How could such a complex interplay between DNA replication and the translation of mRNAs into proteins have arisen when living systems first evolved on the early Earth? We have here a classical example of the chicken-and-the-egg problem: Proteins are required for transcription of the genetic information, but their synthesis itself depends on transcription.
LMU physicists led by Professor Dieter Braun have now demonstrated how this conundrum could have been resolved. They have shown that minor modifications in the structures of modern tRNA molecules permit them to autonomously interact to form a kind of replication module, which is capable of exponentially replicating information. This finding implies that tRNAs — the key intermediaries between transcription and translation in modern cells — could also have been the crucial link between replication and translation in the earliest living systems. It could therefore provide a neat solution to the question of which came first — genetic information or proteins?
Strikingly, in terms of their sequences and overall structure, tRNAs are highly conserved in all three domains of life, i.e. the unicellular Archaea and Bacteria (which lack a cell nucleus) and the Eukaryota (organisms whose cells contain a true nucleus). This fact in itself suggests that tRNAs are among the most ancient molecules in the biosphere.

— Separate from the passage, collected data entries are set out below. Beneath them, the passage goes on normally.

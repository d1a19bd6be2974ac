//! Shared data structures used across the controller
//!
//! - `SecurityAlert`, `AlertKind`, `Severity`: alert sink payloads
//! - `SystemStatus`: security manager lifecycle/health state

mod alert;
mod status;

pub use alert::*;
pub use status::*;
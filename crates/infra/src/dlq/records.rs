//! Records written by the REVIEW_REQUIRED and SECURITY_BLOCK processors.

use chrono::{DateTime, Utc};
use serde::{Deserialize, Deserializer, Serialize, Serializer};

use eventrail_core::DlqId;

#[derive(Debug, Copy, Clone, PartialEq, Eq, Serialize, Deserialize)]
#[serde(rename_all = "SCREAMING_SNAKE_CASE")]
pub enum ReviewStatus {
    AwaitingReview,
}

/// Operator review request for a REVIEW_REQUIRED entry.
///
/// Approving it is an operator action outside this workspace; the replay it
/// triggers must reuse `idempotency_key`.
#[derive(Debug, Clone, PartialEq, Eq, Serialize, Deserialize)]
#[serde(rename_all = "camelCase")]
pub struct ReviewRequest {
    pub review_id: String,
    pub dlq_id: DlqId,
    pub idempotency_key: Option<String>,
    pub event_type: String,
    pub requested_at: DateTime<Utc>,
    pub status: ReviewStatus,
}

/// Marker that blocks further writes to an aggregate.
#[derive(Debug, Clone, PartialEq, Eq, Serialize, Deserialize)]
#[serde(rename_all = "camelCase")]
pub struct FrozenEntity {
    pub aggregate_id: String,
    pub dlq_id: DlqId,
    pub reason: String,
    pub frozen_at: DateTime<Utc>,
}

#[derive(Debug, Copy, Clone, PartialEq, Eq, Serialize, Deserialize)]
#[serde(rename_all = "SCREAMING_SNAKE_CASE")]
pub enum Severity {
    Critical,
}

#[derive(Debug, Clone, PartialEq, Eq, Serialize, Deserialize)]
#[serde(rename_all = "camelCase")]
pub struct SecurityAlert {
    pub alert_id: String,
    pub severity: Severity,
    pub dlq_id: DlqId,
    pub event_type: String,
    pub aggregate_id: Option<String>,
    pub message: String,
    pub raised_at: DateTime<Utc>,
}

/// `autoReplayEnabled` of a security incident.
///
/// Always serializes as `false`, and a stored `true` fails to deserialize,
/// so no code path can produce an incident that allows automatic replay.
#[derive(Debug, Copy, Clone, Default, PartialEq, Eq)]
pub struct AutoReplayDisabled;

impl Serialize for AutoReplayDisabled {
    fn serialize<S: Serializer>(&self, serializer: S) -> Result<S::Ok, S::Error> {
        serializer.serialize_bool(false)
    }
}

impl<'de> Deserialize<'de> for AutoReplayDisabled {
    fn deserialize<D: Deserializer<'de>>(deserializer: D) -> Result<Self, D::Error> {
        if bool::deserialize(deserializer)? {
            return Err(serde::de::Error::custom(
                "security incidents never enable auto replay",
            ));
        }
        Ok(AutoReplayDisabled)
    }
}

#[derive(Debug, Copy, Clone, PartialEq, Eq, Serialize, Deserialize)]
#[serde(rename_all = "SCREAMING_SNAKE_CASE")]
pub enum IncidentStatus {
    Open,
}

#[derive(Debug, Clone, PartialEq, Eq, Serialize, Deserialize)]
#[serde(rename_all = "camelCase")]
pub struct SecurityIncident {
    incident_id: String,
    dlq_id: DlqId,
    event_type: String,
    aggregate_id: Option<String>,
    idempotency_key: Option<String>,
    status: IncidentStatus,
    opened_at: DateTime<Utc>,
    auto_replay_enabled: AutoReplayDisabled,
}

impl SecurityIncident {
    pub fn open(
        dlq_id: DlqId,
        event_type: impl Into<String>,
        aggregate_id: Option<String>,
        idempotency_key: Option<String>,
    ) -> Self {
        Self {
            incident_id: format!("incident__{dlq_id}"),
            dlq_id,
            event_type: event_type.into(),
            aggregate_id,
            idempotency_key,
            status: IncidentStatus::Open,
            opened_at: Utc::now(),
            auto_replay_enabled: AutoReplayDisabled,
        }
    }

    pub fn incident_id(&self) -> &str {
        &self.incident_id
    }

    pub fn dlq_id(&self) -> &DlqId {
        &self.dlq_id
    }

    pub fn aggregate_id(&self) -> Option<&str> {
        self.aggregate_id.as_deref()
    }

    pub fn status(&self) -> IncidentStatus {
        self.status
    }

    pub fn auto_replay_enabled(&self) -> bool {
        false
    }
}

#[cfg(test)]
mod tests {
    use super::*;

    #[test]
    fn incident_serializes_auto_replay_false() {
        let incident = SecurityIncident::open(
            DlqId::for_source("outbox", "d1"),
            "role.granted",
            Some("member-1".into()),
            None,
        );
        let json = serde_json::to_value(&incident).unwrap();
        assert_eq!(json["autoReplayEnabled"], serde_json::json!(false));
        assert!(!incident.auto_replay_enabled());
    }

    #[test]
    fn stored_incident_with_auto_replay_true_is_rejected() {
        let incident = SecurityIncident::open(
            DlqId::for_source("outbox", "d1"),
            "claims.updated",
            None,
            None,
        );
        let mut json = serde_json::to_value(&incident).unwrap();
        json["autoReplayEnabled"] = serde_json::json!(true);

        assert!(serde_json::from_value::<SecurityIncident>(json).is_err());
    }
}
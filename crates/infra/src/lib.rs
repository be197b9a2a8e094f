//! Infrastructure layer: document stores, outbox relay, delivery, DLQ,
//! projections, sagas and configuration.

pub mod config;
pub mod delivery;
pub mod dlq;
pub mod outbox;
pub mod projections;
pub mod saga;
pub mod store;
pub mod workers;

mod integration_tests;

pub use config::{ConfigError, EventrailConfig};
pub use workers::WorkerHandle;
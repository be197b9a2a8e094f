//! Best-effort direct notification of the DLQ processors.
//!
//! The persisted entry is the source of truth and already triggers the
//! processors through the change feed. The notify only shortens latency:
//! it runs detached, is bounded by a timeout, and its failure is logged and
//! dropped.

use std::sync::Arc;
use std::time::Duration;

use async_trait::async_trait;
use serde::Serialize;
use thiserror::Error;
use tracing::{debug, warn};

use super::DlqEntry;

#[derive(Debug, Error)]
pub enum NotifyError {
    #[error("notify transport error: {0}")]
    Transport(String),

    #[error("notify endpoint answered {0}")]
    Status(u16),
}

#[async_trait]
pub trait DlqNotifier: Send + Sync {
    async fn notify(&self, entry: &DlqEntry) -> Result<(), NotifyError>;
}

#[derive(Debug, Serialize)]
#[serde(rename_all = "camelCase")]
struct NotifyBody<'a> {
    dlq_id: &'a str,
    dlq_level: eventrail_events::DlqTier,
    source_lane: eventrail_events::Lane,
    event_type: &'a str,
}

/// POSTs a small JSON body to the processor endpoint.
#[derive(Debug, Clone)]
pub struct HttpDlqNotifier {
    client: reqwest::Client,
    url: String,
    timeout: Duration,
}

impl HttpDlqNotifier {
    pub fn new(client: reqwest::Client, url: impl Into<String>, timeout: Duration) -> Self {
        Self {
            client,
            url: url.into(),
            timeout,
        }
    }
}

#[async_trait]
impl DlqNotifier for HttpDlqNotifier {
    async fn notify(&self, entry: &DlqEntry) -> Result<(), NotifyError> {
        let body = NotifyBody {
            dlq_id: entry.dlq_id().as_str(),
            dlq_level: entry.dlq_level(),
            source_lane: entry.source_lane(),
            event_type: entry.event_type(),
        };

        let response = self
            .client
            .post(&self.url)
            .timeout(self.timeout)
            .json(&body)
            .send()
            .await
            .map_err(|e| NotifyError::Transport(e.to_string()))?;

        if !response.status().is_success() {
            return Err(NotifyError::Status(response.status().as_u16()));
        }
        Ok(())
    }
}

/// Fire the notify on a detached task, bounded by `bound`.
///
/// Returns immediately; the caller's primary write is never affected.
pub fn notify_in_background(
    notifier: Arc<dyn DlqNotifier>,
    entry: DlqEntry,
    bound: Duration,
) -> tokio::task::JoinHandle<()> {
    tokio::spawn(async move {
        let dlq_id = entry.dlq_id().clone();
        match tokio::time::timeout(bound, notifier.notify(&entry)).await {
            Ok(Ok(())) => debug!(dlq_id = %dlq_id, "dlq processor notified"),
            Ok(Err(err)) => warn!(dlq_id = %dlq_id, error = %err, "dlq notify failed (ignored)"),
            Err(_) => warn!(dlq_id = %dlq_id, bound_ms = bound.as_millis() as u64, "dlq notify timed out (ignored)"),
        }
    })
}

#[cfg(test)]
mod tests {
    use std::sync::atomic::{AtomicUsize, Ordering};

    use super::*;
    use crate::dlq::FailureKind;
    use crate::outbox::OutboxRecord;
    use eventrail_events::Lane;

    struct Hanging(Arc<AtomicUsize>);

    #[async_trait]
    impl DlqNotifier for Hanging {
        async fn notify(&self, _entry: &DlqEntry) -> Result<(), NotifyError> {
            self.0.fetch_add(1, Ordering::SeqCst);
            tokio::time::sleep(Duration::from_secs(3600)).await;
            Ok(())
        }
    }

    #[tokio::test(start_paused = true)]
    async fn hanging_notifier_is_cut_off_by_the_bound() {
        let calls = Arc::new(AtomicUsize::new(0));
        let record = OutboxRecord::from_raw("{}", "member.joined", Lane::Standard);
        let entry =
            DlqEntry::from_outbox("outbox", "d", &record, None, FailureKind::Corruption, "x");

        let handle = notify_in_background(
            Arc::new(Hanging(calls.clone())),
            entry,
            Duration::from_millis(100),
        );

        handle.await.unwrap();
        assert_eq!(calls.load(Ordering::SeqCst), 1);
    }
}
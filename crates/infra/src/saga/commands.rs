//! HTTP client for the scheduling command gateway.

use std::time::Duration;

use async_trait::async_trait;
use serde::{Deserialize, Serialize};

use eventrail_core::TraceId;

use super::{AssignmentOutcome, CommandError, SchedulingCommands};

#[derive(Debug, Serialize)]
#[serde(rename_all = "camelCase")]
struct AcceptBody<'a> {
    proposal_id: &'a str,
}

#[derive(Debug, Serialize)]
#[serde(rename_all = "camelCase")]
struct AssignBody<'a> {
    member_id: &'a str,
}

/// Gateway answer to an assignment command.
#[derive(Debug, Clone, PartialEq, Eq, Deserialize)]
#[serde(tag = "status", rename_all = "snake_case")]
enum AssignReply {
    Confirmed,
    Rejected {
        #[serde(default)]
        reason: String,
    },
}

impl From<AssignReply> for AssignmentOutcome {
    fn from(reply: AssignReply) -> Self {
        match reply {
            AssignReply::Confirmed => AssignmentOutcome::Confirmed,
            AssignReply::Rejected { reason } => AssignmentOutcome::Rejected { reason },
        }
    }
}

/// Sends saga commands to `{base}/schedule-items/{id}/...`, forwarding the
/// trace id.
#[derive(Debug, Clone)]
pub struct HttpSchedulingCommands {
    client: reqwest::Client,
    base_url: String,
    timeout: Duration,
}

impl HttpSchedulingCommands {
    pub fn new(client: reqwest::Client, base_url: impl Into<String>, timeout: Duration) -> Self {
        Self {
            client,
            base_url: base_url.into().trim_end_matches('/').to_string(),
            timeout,
        }
    }

    /// Path segments are percent-encoded, so an id cannot escape its segment.
    fn url(&self, schedule_item_id: &str, action: &str) -> Result<reqwest::Url, CommandError> {
        let mut url = reqwest::Url::parse(&self.base_url)
            .map_err(|e| CommandError::Transport(format!("invalid gateway url {}: {e}", self.base_url)))?;
        url.path_segments_mut()
            .map_err(|_| CommandError::Transport(format!("gateway url {} cannot carry a path", self.base_url)))?
            .pop_if_empty()
            .extend(["schedule-items", schedule_item_id, action]);
        Ok(url)
    }

    async fn post<B: Serialize + Sync>(
        &self,
        url: reqwest::Url,
        trace_id: &TraceId,
        body: &B,
    ) -> Result<reqwest::Response, CommandError> {
        self.client
            .post(url)
            .timeout(self.timeout)
            .header("x-trace-id", trace_id.as_str())
            .json(body)
            .send()
            .await
            .map_err(|e| {
                if e.is_timeout() {
                    CommandError::Timeout
                } else {
                    CommandError::Transport(e.to_string())
                }
            })
    }
}

#[async_trait]
impl SchedulingCommands for HttpSchedulingCommands {
    async fn accept_proposal(
        &self,
        schedule_item_id: &str,
        proposal_id: &str,
        trace_id: &TraceId,
    ) -> Result<(), CommandError> {
        let url = self.url(schedule_item_id, "accept-proposal")?;
        let response = self.post(url.clone(), trace_id, &AcceptBody { proposal_id }).await?;
        let status = response.status();
        if !status.is_success() {
            return Err(CommandError::Transport(format!("{url} answered {status}")));
        }
        Ok(())
    }

    async fn assign(
        &self,
        schedule_item_id: &str,
        member_id: &str,
        trace_id: &TraceId,
    ) -> Result<AssignmentOutcome, CommandError> {
        let url = self.url(schedule_item_id, "assign")?;
        let response = self.post(url.clone(), trace_id, &AssignBody { member_id }).await?;
        let status = response.status();
        if !status.is_success() {
            return Err(CommandError::Transport(format!("{url} answered {status}")));
        }
        let reply: AssignReply = response
            .json()
            .await
            .map_err(|e| CommandError::Transport(format!("unreadable assign reply: {e}")))?;
        Ok(reply.into())
    }
}
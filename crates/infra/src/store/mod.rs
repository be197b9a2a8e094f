//! Document store boundary.
//!
//! The backbone only needs an ordered keyed collection plus a change feed,
//! so that is all this trait promises. Production deployments back it with
//! a document database; tests and dev use [`InMemoryCollection`].

pub mod memory;

use async_trait::async_trait;
use thiserror::Error;
use tokio::sync::broadcast;

pub use memory::InMemoryCollection;

/// Kind of change carried by a notification.
#[derive(Debug, Copy, Clone, PartialEq, Eq)]
pub enum ChangeKind {
    Added,
    Modified,
}

/// One change notification: the key and the document as written.
#[derive(Debug, Clone, PartialEq)]
pub struct Change<V> {
    pub key: String,
    pub kind: ChangeKind,
    pub document: V,
}

/// Result of an insert-if-absent.
#[derive(Debug, Clone, PartialEq)]
pub enum CreateOutcome<V> {
    Created(V),
    /// A document already existed under the key; it is returned untouched.
    Existing(V),
}

impl<V> CreateOutcome<V> {
    pub fn into_inner(self) -> V {
        match self {
            CreateOutcome::Created(v) | CreateOutcome::Existing(v) => v,
        }
    }

    pub fn was_created(&self) -> bool {
        matches!(self, CreateOutcome::Created(_))
    }
}

/// Document store operation error.
#[derive(Debug, Error)]
pub enum StoreError {
    #[error("storage error: {0}")]
    Storage(String),
}

/// Keyed document collection with change notifications.
///
/// Every call is an async suspension point. Writes to a key are expected to
/// come from a single owning component, so the trait offers no
/// compare-and-swap beyond [`DocumentStore::create`].
#[async_trait]
pub trait DocumentStore<V>: Send + Sync
where
    V: Clone + Send + Sync + 'static,
{
    /// Collection name (used for dead-letter ids and logs).
    fn name(&self) -> &str;

    async fn get(&self, key: &str) -> Result<Option<V>, StoreError>;

    /// Insert or replace the document under `key`.
    async fn upsert(&self, key: &str, value: V) -> Result<(), StoreError>;

    /// Insert only if `key` is free; otherwise return the existing document.
    async fn create(&self, key: &str, value: V) -> Result<CreateOutcome<V>, StoreError>;

    /// All documents ordered by key.
    async fn list(&self) -> Result<Vec<(String, V)>, StoreError>;

    /// Subscribe to changes written after this call.
    fn watch(&self) -> broadcast::Receiver<Change<V>>;
}

#[async_trait]
impl<V, S> DocumentStore<V> for std::sync::Arc<S>
where
    V: Clone + Send + Sync + 'static,
    S: DocumentStore<V> + ?Sized,
{
    fn name(&self) -> &str {
        (**self).name()
    }

    async fn get(&self, key: &str) -> Result<Option<V>, StoreError> {
        (**self).get(key).await
    }

    async fn upsert(&self, key: &str, value: V) -> Result<(), StoreError> {
        (**self).upsert(key, value).await
    }

    async fn create(&self, key: &str, value: V) -> Result<CreateOutcome<V>, StoreError> {
        (**self).create(key, value).await
    }

    async fn list(&self) -> Result<Vec<(String, V)>, StoreError> {
        (**self).list().await
    }

    fn watch(&self) -> broadcast::Receiver<Change<V>> {
        (**self).watch()
    }
}
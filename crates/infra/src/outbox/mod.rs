//! Transactional outbox: the record format and the relay that drains it.

pub mod record;
pub mod relay;

pub use record::{OutboxRecord, OutboxStatus};
pub use relay::{OutboxRelay, ProcessOutcome, RelayError, RelayHandle};
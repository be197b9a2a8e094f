//! Saga infrastructure: persistence and command execution.
//!
//! The state machine itself lives in `eventrail_events::saga`; this module
//! persists it and runs the side effects between transitions.

pub mod candidates;
pub mod commands;
pub mod scheduling;

use async_trait::async_trait;
use thiserror::Error;

use eventrail_core::TraceId;
use eventrail_events::SagaTransitionError;

use crate::projections::ProjectionError;
use crate::store::StoreError;

pub use candidates::{Candidate, CandidateDirectory, ProjectionCandidateDirectory, SkillRequirement, SkillTier};
pub use commands::HttpSchedulingCommands;
pub use scheduling::{ProposalSubmitted, SchedulingSaga};

#[derive(Debug, Error)]
pub enum SagaError {
    #[error("unexpected trigger event type: {0}")]
    UnexpectedEventType(String),

    #[error("invalid proposal payload: {0}")]
    InvalidProposal(String),

    #[error(transparent)]
    Transition(#[from] SagaTransitionError),

    #[error(transparent)]
    Store(#[from] StoreError),

    #[error(transparent)]
    Projection(#[from] ProjectionError),
}

/// Failure to reach the scheduling command side.
#[derive(Debug, Error)]
pub enum CommandError {
    #[error("command transport failed: {0}")]
    Transport(String),

    #[error("command timed out")]
    Timeout,
}

/// Result of an assignment command.
#[derive(Debug, Clone, PartialEq, Eq)]
pub enum AssignmentOutcome {
    Confirmed,
    Rejected { reason: String },
}

/// Command side of the scheduling context, as seen by the saga.
#[async_trait]
pub trait SchedulingCommands: Send + Sync {
    async fn accept_proposal(
        &self,
        schedule_item_id: &str,
        proposal_id: &str,
        trace_id: &TraceId,
    ) -> Result<(), CommandError>;

    async fn assign(
        &self,
        schedule_item_id: &str,
        member_id: &str,
        trace_id: &TraceId,
    ) -> Result<AssignmentOutcome, CommandError>;
}
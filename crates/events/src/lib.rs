//! Event mechanics: envelopes, lanes, dead-letter tiers, the version guard,
//! the integration event router and saga state.
//!
//! Nothing here touches storage; infra wires these pieces to collections.

pub mod envelope;
pub mod event_types;
pub mod handler;
pub mod lane;
pub mod router;
pub mod saga;
pub mod tier;
pub mod version_guard;

pub use envelope::{EnvelopeError, EventEnvelope, idempotency_key};
pub use handler::{EventHandler, FnHandler, handler_fn};
pub use lane::Lane;
pub use router::{RouteReport, Router, Selector, Subscription};
pub use saga::{SagaState, SagaStatus, SagaTransitionError};
pub use tier::{Classification, DlqTier};
pub use version_guard::{VersionCheck, version_guard_allows};
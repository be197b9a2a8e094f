//! Scheduling saga.
//!
//! Orchestrates the flow:
//! 1. Proposal submitted → accept proposal (`pending → eligibility_check`)
//! 2. Eligibility check → pick the first qualifying candidate
//! 3. Candidate confirmed → `assigned`
//!
//! Compensating action: no candidate, a rejected assignment or an
//! unreachable command side closes the proposal (`compensated`) and emits
//! `schedule.proposal.compensated` into the projection funnel. The saga does
//! not own the schedule item's stream, so the close is an annotation on the
//! item's view rather than a new version. Re-delivery of a compensated
//! trigger re-emits the close under the same event id.

use std::sync::Arc;

use async_trait::async_trait;
use serde::{Deserialize, Serialize};
use serde_json::json;
use tracing::{info, warn};

use eventrail_core::{AggregateId, SagaId};
use eventrail_events::event_types::{SCHEDULE_PROPOSAL_COMPENSATED, SCHEDULE_PROPOSAL_SUBMITTED};
use eventrail_events::{EventEnvelope, EventHandler, Lane, Router, SagaState, SagaStatus, Selector, Subscription};

use super::{AssignmentOutcome, CandidateDirectory, SagaError, SchedulingCommands, SkillRequirement};
use crate::projections::ProjectionFunnel;
use crate::store::{CreateOutcome, DocumentStore};

pub const SAGA_TYPE: &str = "scheduling";

/// Payload of `schedule.proposal.submitted`.
#[derive(Debug, Clone, PartialEq, Eq, Serialize, Deserialize)]
#[serde(rename_all = "camelCase")]
pub struct ProposalSubmitted {
    pub schedule_item_id: String,
    pub proposal_id: String,
    #[serde(default)]
    pub required_skills: Vec<SkillRequirement>,
}

impl ProposalSubmitted {
    fn parse(envelope: &EventEnvelope) -> Result<Self, SagaError> {
        let proposal: Self = serde_json::from_value(envelope.payload().clone())
            .map_err(|e| SagaError::InvalidProposal(e.to_string()))?;
        if proposal.schedule_item_id.trim().is_empty() {
            return Err(SagaError::InvalidProposal("scheduleItemId is blank".into()));
        }
        Ok(proposal)
    }
}

pub struct SchedulingSaga {
    states: Arc<dyn DocumentStore<SagaState>>,
    commands: Arc<dyn SchedulingCommands>,
    candidates: Arc<dyn CandidateDirectory>,
    funnel: Arc<ProjectionFunnel>,
}

impl SchedulingSaga {
    pub fn new(
        states: Arc<dyn DocumentStore<SagaState>>,
        commands: Arc<dyn SchedulingCommands>,
        candidates: Arc<dyn CandidateDirectory>,
        funnel: Arc<ProjectionFunnel>,
    ) -> Self {
        Self {
            states,
            commands,
            candidates,
            funnel,
        }
    }

    pub fn saga_id(schedule_item_id: &str) -> SagaId {
        SagaId::derive(SAGA_TYPE, schedule_item_id)
    }

    /// Subscribe the saga to proposal submissions on every lane.
    pub fn register(self: &Arc<Self>, router: &Router) -> Subscription {
        router.register_subscriber(SCHEDULE_PROPOSAL_SUBMITTED, Selector::Any, self.clone())
    }

    /// Run the saga for a submitted proposal.
    ///
    /// Re-delivery of the same trigger returns the stored state untouched.
    pub async fn start(&self, envelope: &EventEnvelope) -> Result<SagaState, SagaError> {
        if envelope.event_type() != SCHEDULE_PROPOSAL_SUBMITTED {
            return Err(SagaError::UnexpectedEventType(envelope.event_type().to_string()));
        }
        let proposal = ProposalSubmitted::parse(envelope)?;
        let saga_id = Self::saga_id(&proposal.schedule_item_id);

        let fresh = SagaState::new(
            saga_id.clone(),
            SAGA_TYPE,
            proposal.schedule_item_id.clone(),
            envelope.trace_id().clone(),
        );
        let mut state = match self.states.create(saga_id.as_str(), fresh).await? {
            CreateOutcome::Created(state) => state,
            CreateOutcome::Existing(state) => {
                info!(saga_id = %saga_id, status = ?state.status, "saga already started; ignoring trigger");
                if state.status == SagaStatus::Compensated {
                    self.emit_compensation(&state, envelope, &proposal).await?;
                }
                return Ok(state);
            }
        };
        info!(
            saga_id = %saga_id,
            trace_id = %envelope.trace_id(),
            proposal_id = %proposal.proposal_id,
            "scheduling saga started"
        );

        let trace_id = envelope.trace_id();
        if let Err(err) = self
            .commands
            .accept_proposal(&proposal.schedule_item_id, &proposal.proposal_id, trace_id)
            .await
        {
            let reason = format!("accept proposal failed: {err}");
            return self.compensate(state, envelope, &proposal, reason).await;
        }
        state.receive_proposal()?;
        self.persist(&state).await?;

        let candidates = self
            .candidates
            .eligible_candidates(&proposal.required_skills)
            .await?;
        let Some(candidate) = candidates
            .iter()
            .find(|c| c.satisfies_all(&proposal.required_skills))
        else {
            let reason = unmet_reason(&proposal.required_skills, &candidates);
            return self.compensate(state, envelope, &proposal, reason).await;
        };

        match self
            .commands
            .assign(&proposal.schedule_item_id, &candidate.member_id, trace_id)
            .await
        {
            Ok(AssignmentOutcome::Confirmed) => {
                state.assign(candidate.member_id.clone())?;
                self.persist(&state).await?;
                info!(
                    saga_id = %saga_id,
                    trace_id = %trace_id,
                    member_id = %candidate.member_id,
                    "schedule item assigned"
                );
                Ok(state)
            }
            Ok(AssignmentOutcome::Rejected { reason }) => {
                self.compensate(state, envelope, &proposal, reason).await
            }
            Err(err) => {
                let reason = format!("assignment command failed: {err}");
                self.compensate(state, envelope, &proposal, reason).await
            }
        }
    }

    async fn persist(&self, state: &SagaState) -> Result<(), SagaError> {
        self.states.upsert(state.saga_id.as_str(), state.clone()).await?;
        Ok(())
    }

    async fn compensate(
        &self,
        mut state: SagaState,
        trigger: &EventEnvelope,
        proposal: &ProposalSubmitted,
        reason: String,
    ) -> Result<SagaState, SagaError> {
        state.compensate(reason.clone())?;
        self.persist(&state).await?;
        warn!(
            saga_id = %state.saga_id,
            trace_id = %state.trace_id,
            reason = %reason,
            "scheduling saga compensated"
        );

        self.emit_compensation(&state, trigger, proposal).await?;
        Ok(state)
    }

    async fn emit_compensation(
        &self,
        state: &SagaState,
        trigger: &EventEnvelope,
        proposal: &ProposalSubmitted,
    ) -> Result<(), SagaError> {
        let aggregate_id = AggregateId::parse(proposal.schedule_item_id.as_str())
            .map_err(|e| SagaError::InvalidProposal(e.to_string()))?;
        // Carries the trigger's version for the audit trail; the schedule
        // item view is annotated, not version-guarded.
        let compensated = EventEnvelope::new(
            state.compensation_event_id.unwrap_or_default(),
            aggregate_id,
            trigger.aggregate_version(),
            state.trace_id.clone(),
            SCHEDULE_PROPOSAL_COMPENSATED,
            json!({
                "scheduleItemId": proposal.schedule_item_id,
                "proposalId": proposal.proposal_id,
                "sagaId": state.saga_id.as_str(),
                "closeReason": state.compensation_reason.as_deref().unwrap_or_default(),
            }),
        )
        .with_lane(trigger.lane());
        self.funnel.apply(&compensated, compensated.lane()).await?;
        Ok(())
    }
}

/// Reason naming the requirements no eligible candidate meets. When each
/// requirement is met by someone but nobody meets all of them, every
/// requirement is listed.
fn unmet_reason(requirements: &[SkillRequirement], candidates: &[super::Candidate]) -> String {
    let mut unmet: Vec<String> = requirements
        .iter()
        .filter(|r| !candidates.iter().any(|c| c.eligible && c.satisfies(r)))
        .map(ToString::to_string)
        .collect();
    if unmet.is_empty() {
        unmet = requirements.iter().map(ToString::to_string).collect();
    }
    if unmet.is_empty() {
        return "no eligible candidate".to_string();
    }
    format!("no eligible candidate meets {}", unmet.join(", "))
}

#[async_trait]
impl EventHandler for SchedulingSaga {
    fn name(&self) -> &str {
        "scheduling-saga"
    }

    async fn handle(&self, envelope: &EventEnvelope, _lane: Lane) -> anyhow::Result<()> {
        self.start(envelope).await?;
        Ok(())
    }
}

Like the later steps in the evolution of life, the evolution of replication and translation — and the complex relationship between them — was not the result of a sudden single step. It is better understood as the culmination of an evolutionary journey. “Fundamental phenomena such as self-replication, autocatalysis, self-organization and compartmentalization are likely to have played important roles in these developments,” says Dieter Braun. “And on a more general note, such physical and chemical processes are wholly dependent on the availability of environments that provide non-equilibrium conditions.”
In their experiments, Braun and his colleagues used a set of reciprocally complementary DNA strands modeled on the characteristic form of modern tRNAs. Each was made up of two ‘hairpins’ (so called because each strand could partially pair with itself and form an elongated loop structure), separated by an informational sequence in the middle. Eight such strands can interact via complementary base-pairing to form a complex. Depending on the pairing patterns dictated by the central informational regions, this complex was able to encode a 4-digit binary code.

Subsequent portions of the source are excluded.